Progressive house is a style (subgenre) of house music. House music is a type of electronic dance music (EDM). The progressive house style emerged in the early 1990s. It developed initially in the United Kingdom as a natural progression of American and European house music of the late 1980s.
In the context of popular music the word “progressive” was first used widely in the 1970s to differentiate experimental forms of rock music from mainstream styles. Such music attempted to explore alternate approaches to rock music production. Some acts also attempted to elevate the aesthetic values of rock music by incorporating features associated with classical instrumental music. This led to a style of music called progressive rock, which has been described as “the most self-consciously arty branch of rock.”
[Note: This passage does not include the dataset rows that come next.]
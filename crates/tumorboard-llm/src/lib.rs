//! tumorboard-llm — LLM backend abstraction layer.
//! The `LlmBackend` trait, its provider implementations, backend selection
//! from configuration, and per-call audit entries.

pub mod backend;
pub mod router;
pub mod audit;

pub use backend::{LlmBackend, LlmError, LlmRequest, LlmResponse, Message};
pub use router::{build_backend, BackendConfig, BackendKind};
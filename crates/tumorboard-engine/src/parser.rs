//! Verdict parsing.
//!
//! Two paths, tried in order:
//!   1. Structured: strip code fences, locate the outermost JSON object,
//!      read `tier` / `confidence` / `summary` / `therapies`.
//!   2. Heuristic: regex recovery of `Tier <I-IV|1-4>` and an optional
//!      `confidence` figure from free text.
//!
//! A tier is never guessed. If neither path finds one, parsing fails.

use std::collections::BTreeSet;

use lazy_static::lazy_static;
use regex::Regex;
use serde_json::Value;
use thiserror::Error;
use tumorboard_common::Tier;

/// Heuristic summaries are the raw text, bounded.
const MAX_SUMMARY_CHARS: usize = 2000;

lazy_static! {
    static ref RE_FENCE: Regex =
        Regex::new(r"(?s)```(?:json|JSON)?\s*(.*?)```").expect("static regex");
    static ref RE_TIER: Regex =
        Regex::new(r"(?i)\btier\s*[-:_]?\s*(IV|III|II|I|4|3|2|1)\b").expect("static regex");
    static ref RE_CONFIDENCE: Regex =
        Regex::new(r#"(?i)\bconfidence\b"?\s*(?:score|level)?\s*[:=]?\s*(\d+(?:\.\d+)?)\s*(%)?"#)
            .expect("static regex");
}

#[derive(Debug, Clone, PartialEq)]
pub struct VerdictFields {
    pub tier: Tier,
    /// As stated by the model (percent signs already applied). Range
    /// normalisation and the default floor happen in the engine.
    pub confidence: Option<f64>,
    pub summary: String,
    pub therapies: BTreeSet<String>,
}

/// Parsed verdict, tagged with the path that produced it.
#[derive(Debug, Clone, PartialEq)]
pub enum ParsedVerdict {
    Structured(VerdictFields),
    Heuristic(VerdictFields),
}

impl ParsedVerdict {
    pub fn fields(&self) -> &VerdictFields {
        match self {
            ParsedVerdict::Structured(f) | ParsedVerdict::Heuristic(f) => f,
        }
    }

    pub fn into_fields(self) -> VerdictFields {
        match self {
            ParsedVerdict::Structured(f) | ParsedVerdict::Heuristic(f) => f,
        }
    }

    pub fn is_structured(&self) -> bool {
        matches!(self, ParsedVerdict::Structured(_))
    }
}

#[derive(Debug, Clone, Error, PartialEq)]
pub enum VerdictParseError {
    #[error("empty model output")]
    Empty,
    #[error("no tier label found in model output: {0:?}")]
    NoTier(String),
}

/// Parse raw model output into a verdict.
pub fn parse_verdict(raw: &str) -> Result<ParsedVerdict, VerdictParseError> {
    let text = raw.trim();
    if text.is_empty() {
        return Err(VerdictParseError::Empty);
    }

    if let Some(fields) = extract_json(text).as_ref().and_then(structured_fields) {
        return Ok(ParsedVerdict::Structured(fields));
    }

    heuristic_fields(text)
        .map(ParsedVerdict::Heuristic)
        .ok_or_else(|| VerdictParseError::NoTier(text.chars().take(120).collect()))
}

/// The outermost `{...}` in the fenced block (if any) or the whole text.
fn extract_json(text: &str) -> Option<Value> {
    let body = RE_FENCE
        .captures(text)
        .and_then(|c| c.get(1))
        .map(|m| m.as_str())
        .unwrap_or(text);
    let start = body.find('{')?;
    let end = body.rfind('}')?;
    if end <= start {
        return None;
    }
    serde_json::from_str::<Value>(&body[start..=end])
        .ok()
        .filter(Value::is_object)
}

fn structured_fields(obj: &Value) -> Option<VerdictFields> {
    let tier = match &obj["tier"] {
        Value::String(s) => Tier::parse_label(s),
        Value::Number(n) => Tier::parse_label(&n.to_string()),
        _ => None,
    }?;

    let confidence = match &obj["confidence"] {
        Value::Number(n) => n.as_f64(),
        Value::String(s) => parse_confidence_str(s),
        _ => None,
    };

    let summary = ["summary", "rationale", "reasoning", "explanation"]
        .iter()
        .find_map(|k| obj[*k].as_str())
        .map(|s| s.trim().to_string())
        .unwrap_or_default();

    let mut therapies = BTreeSet::new();
    for key in ["therapies", "recommended_therapies"] {
        if let Some(list) = obj[key].as_array() {
            for t in list {
                let name = t.as_str().or_else(|| t["name"].as_str()).map(str::trim);
                if let Some(name) = name.filter(|n| !n.is_empty()) {
                    therapies.insert(name.to_string());
                }
            }
        }
    }

    Some(VerdictFields { tier, confidence, summary, therapies })
}

/// "0.85", "85%", "85 %".
fn parse_confidence_str(s: &str) -> Option<f64> {
    let s = s.trim();
    match s.strip_suffix('%') {
        Some(pct) => pct.trim().parse::<f64>().ok().map(|v| v / 100.0),
        None => s.parse().ok(),
    }
}

fn heuristic_fields(text: &str) -> Option<VerdictFields> {
    let caps = RE_TIER.captures(text)?;
    let tier = Tier::parse_label(caps.get(1)?.as_str())?;

    let confidence = RE_CONFIDENCE.captures(text).and_then(|c| {
        let value: f64 = c.get(1)?.as_str().parse().ok()?;
        Some(if c.get(2).is_some() { value / 100.0 } else { value })
    });

    Some(VerdictFields {
        tier,
        confidence,
        summary: text.chars().take(MAX_SUMMARY_CHARS).collect(),
        therapies: BTreeSet::new(),
    })
}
In disco music, and later house, a similar desire to separate more exploratory styles from standard approaches saw DJs and producers adopting the word progressive to make a distinction. According to the DJ and producer Carl Craig, the term “progressive” was used in Detroit in the early 80s in reference to Italo Disco. The music was dubbed “progressive” because it drew upon the influence of Giorgio Moroder’s Eurodisco rather than the Disco inspired by the symphonic sound of Philadelphia soul. In Detroit, prior to the emergence of Techno, artists like Alexander Robotnik, Klein and MBO, and Capricorn filled a vacancy left after disco’s demise in America. In the late 1980s UK music journalist Simon Reynolds introduced the term “progressive dance” to describe album oriented acts such as 808 State, The Orb, Bomb the Bass, and The Shamen. Between 1990 to 1992, the term progressive referred to the short-form buzz word for the house music sub-genre progressive house.
The roots of progressive house can be traced back to the early 1990s rave and club scenes in the UK, Europe, Australia and Northern America. A combination of US house, UK house, Italian house, German house, and techno largely influenced one another during this era. The term was used mainly as a marketing label to differentiate new rave house from traditional American house. The buzz word emerged out of the rave scene around 1990 to 1992, describing a new sound of house that broke away from its American roots. The label progressive house was often used interchangeably with trance in the early years.